Late one Friday, you have a very brief conversation with the only witness to the crash who tells you he is just going out the door and asks if he can get back to you on Monday.
You dutifully leave him your office number and, when Monday and Tuesday come and go, you call him back. A metallic voice answers the phone with this chilling phrase: "The number you have reached is no longer in service. Please hang up and try your call again."
Your star witness, the one person who can verify your client's side of the story, has moved.
2. Your partnership dissolution case has dragged on for months and months. Both partners hate each other and have disrupted depositions, ruined settlement meetings, and generally made everyone's life miserable. After months of waiting for his partner to cooperate, the client says he's tired of negotiating and wants the courts to settle this business ''divorce." The defendant, a 20-year resident of the community, fails to show up at his office on the day your process server comes with the summons and complaint. Not only is he not there, but his furniture, file cabinets, and telephones are also missing.

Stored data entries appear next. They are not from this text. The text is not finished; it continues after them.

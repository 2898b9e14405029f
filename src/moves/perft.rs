//! Perft: exact legal-move-tree leaf counts.
//!
//! Draw detection is suspended for the duration of a run; perft counts
//! ignore the 50-move rule and repetitions.

use crate::engine::MoveEngine;
use crate::moves::types::Move;
use tracing::debug;

pub fn perft(engine: &mut MoveEngine, depth: u32) -> u64 {
    let saved = engine.can_draw;
    engine.can_draw = false;
    let nodes = walk(engine, depth);
    engine.can_draw = saved;
    nodes
}

/// Per-root-move breakdown plus the total, the way `perft <n>` prints it.
pub fn perft_divide(engine: &mut MoveEngine, depth: u32) -> (Vec<(Move, u64)>, u64) {
    let saved = engine.can_draw;
    engine.can_draw = false;

    let mut breakdown = Vec::new();
    let mut total = 0u64;
    for mv in engine.legal_moves() {
        engine.make(mv);
        let nodes = if depth <= 1 { 1 } else { walk(engine, depth - 1) };
        engine.unmake();
        debug!(mv = %mv.uci(), nodes, "perft divide");
        breakdown.push((mv, nodes));
        total += nodes;
    }

    engine.can_draw = saved;
    (breakdown, total)
}

fn walk(engine: &mut MoveEngine, depth: u32) -> u64 {
    if depth == 0 {
        return 1;
    }
    let moves = engine.legal_moves();
    if depth == 1 {
        return moves.len() as u64;
    }
    let mut nodes = 0;
    for mv in moves {
        engine.make(mv);
        nodes += walk(engine, depth - 1);
        engine.unmake();
    }
    nodes
}
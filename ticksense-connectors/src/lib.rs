//! Uplink Protocol Connectors for TickSense Nodes
//!
//! ## Overview
//!
//! The core crate decides *what* goes into a frame and *when* it is sent;
//! this crate decides *how* the frame is encoded and hands the bytes to a
//! link supplied by the board.
//!
//! ## Design
//!
//! Encoding is separated from transport:
//! - **no_std support**: frames are built in fixed-size `heapless` buffers
//! - **Platform agnostic**: users provide their own [`Transport`]
//! - **Bounded**: an entry that does not fit is refused whole, which is
//!   what lets the core split a cycle into fragments
//!
//! ```text
//! ┌──────────────────┐     ┌──────────────────┐
//! │ TickSense Core   │     │ Platform Radio   │
//! │ (pipeline)       │     │ (LoRaWAN, modem) │
//! └────────┬─────────┘     └────────┬─────────┘
//!          │ Protocol               │
//!          ▼                        ▼
//! ┌──────────────────┐     ┌──────────────────┐
//! │ JsonBlob         │────▶│ Transport Trait  │
//! │ (frame encoder)  │     │ (User Provided)  │
//! └──────────────────┘     └──────────────────┘
//! ```
//!
//! ## Example Usage
//!
//! ```rust
//! use ticksense_connectors::{json::JsonBlob, loopback::LoopbackTransport};
//! use ticksense_core::prelude::*;
//!
//! let mut blob: JsonBlob<_, 128> = JsonBlob::new(LoopbackTransport::new());
//! let def = MeasurementDefinition::new("TMP", MeasurementKind::W1Probe, 1, 1).unwrap();
//!
//! blob.init().unwrap();
//! blob.append_instant(&def, &Reading::Float(21.5)).unwrap();
//! blob.send().unwrap();
//!
//! assert_eq!(blob.transport().frames()[0], br#"{"TMP" : 21.500}"#);
//! ```

#![cfg_attr(not(feature = "std"), no_std)]
#![deny(unsafe_code)]
#![warn(missing_docs)]

pub mod json;

#[cfg(feature = "std")]
pub mod loopback;

pub use json::JsonBlob;
#[cfg(feature = "std")]
pub use loopback::LoopbackTransport;

use thiserror_no_std::Error;

/// Common transport errors
#[derive(Error, Debug, Clone, Copy, PartialEq, Eq)]
pub enum ConnectorError {
    /// No link to send over
    #[error("Not connected")]
    NotConnected,

    /// The link did not accept the frame in time
    #[error("Timeout")]
    Timeout,

    /// The link refused the frame
    #[error("Frame rejected: {reason}")]
    Rejected {
        /// Why the frame was refused
        reason: &'static str,
    },
}

/// Byte link a frame encoder sends over
pub trait Transport {
    /// Send one encoded frame.
    fn transmit(&mut self, frame: &[u8]) -> Result<(), ConnectorError>;

    /// The link can take a frame now.
    fn is_ready(&self) -> bool;

    /// Sending is permitted at all.
    fn is_allowed(&self) -> bool {
        true
    }

    /// The link is up.
    fn is_connected(&self) -> bool;

    /// Abandon any in-flight transmission.
    fn reset(&mut self) {}
}

/// Transport statistics common to all links
#[derive(Debug, Default, Clone, Copy, PartialEq, Eq)]
pub struct TransportStats {
    /// Frames sent successfully
    pub frames_sent: u32,
    /// Frames that failed to send
    pub frames_failed: u32,
    /// Total bytes sent
    pub bytes_sent: u64,
    /// Times the link was reset
    pub resets: u32,
}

3. Your firm has really worked hard on this probate case-long hours, bad takeout food, no rest for weeks and weeks. You've finally come to the end of a long road that started nearly two years ago. The estate money coming to the client represents a tidy sum. Your firm's percentage of the total check will make the partners happy for quite a spell.
The client is kind of a maverick, changing jobs and cities often enough to have a standing account with a moving and storage firm. You just spoke with her a few months ago to give her an update on the case. With the check in hand you send off a letter saying, "We've settled the case. Please call us immediately to get your check."
After a week, your letter comes back marked, "Return to Sender-No Forwarding Address." The client's check sits in your firm's trust account, gathering dust.
So what two things do these minor tragedies have in common? A strong sense of disappointment and a renewed feeling that the "real" work in the case has just begun. We all like to feel good about our work. These new problems locating witnesses, defendants, and clients can only add to your frustration level. Just when you think the case has turned the comer toward settlement or you've even re ceived the money from the other side, you can't enjoy any sense of accomplishment or closure. What do you do now that your case is in apparent shambles? How do you cope with missing participants? When all appears bleak, keep the following rules in mind.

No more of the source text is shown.